Quality is doing what matters to the patient. If we accept, even endorse, patients’ right to decide whether or not to be resuscitated if their hearts should stop, aren’t we then also allowed to listen to our patients and together with them formulate a care plan that they feel comfortable with for their chronic illness without fear of retribution by some Government or insurance reviewer for not following some more or less arbitrary guideline?

Quality is a word that lacks universal meaning.

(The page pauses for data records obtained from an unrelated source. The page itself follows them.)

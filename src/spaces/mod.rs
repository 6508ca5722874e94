//! Space page components: membership editing for managers and writers, and the
//! spreadsheet upload safeguards.

pub mod dialog;
pub mod editor;
pub mod page;
pub mod role;
pub mod table;
pub mod types;
pub mod upload;

pub use self::dialog::{Dialog, RecordingDialog, TerminalDialog};
pub use self::editor::{AddOutcome, EventOutcome, MembershipEditor, RemoveOutcome, UiEvent};
pub use self::page::{Page, PageError};
pub use self::role::Role;
pub use self::table::{next_index, MembershipRow, MembershipTable};
pub use self::upload::{FileSelection, UploadForm, UploadOutcome};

Every dictionary I have looked in has scores of definitions. It is a word people use for their own purposes.

We must be careful about letting others define the standards for our profession. If people with a more financial and less scientific and humanistic viewpoint set all the standards, technicians and computers will replace doctors.

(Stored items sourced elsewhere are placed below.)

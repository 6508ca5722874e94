//! Request and response bodies of the membership endpoints.

use serde::{Deserialize, Serialize};

#[derive(Debug, Serialize, Clone, PartialEq, Eq)]
pub struct MemberRequest<'a> {
    pub email: &'a str,
}

#[derive(Debug, Deserialize, Clone, PartialEq, Eq)]
pub struct MemberSummary {
    pub name: String,
    pub email: String,
}

/// Body of a `200` add response. A missing `changed` reads as "no change".
#[derive(Debug, Deserialize, Clone, PartialEq, Eq)]
pub struct AddMemberResponse {
    #[serde(default)]
    pub changed: bool,
    pub message: Option<String>,
    pub user: Option<MemberSummary>,
}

The quality of a church service is, in my opinion, not adequately measured by how freshly painted the murals are, how well matched the choir uniforms are, how well-shaven the minister is or how clear his voice is when he puts his notes aside and speaks from the heart. If the Government were to set quality standards for churches, those things might be major quality indicators.

Fortunately, Church and State are separate in this country; health care and Government are no longer.

Health care, like religion, has a lot of intangibles, and even its substance is the source of many disagreements. I think that just like people go to church for different reasons, they seek health care for enough different reasons that our quality measures need to be very patient-centered, without losing sight of our “substance”, our foundation of science and humanity.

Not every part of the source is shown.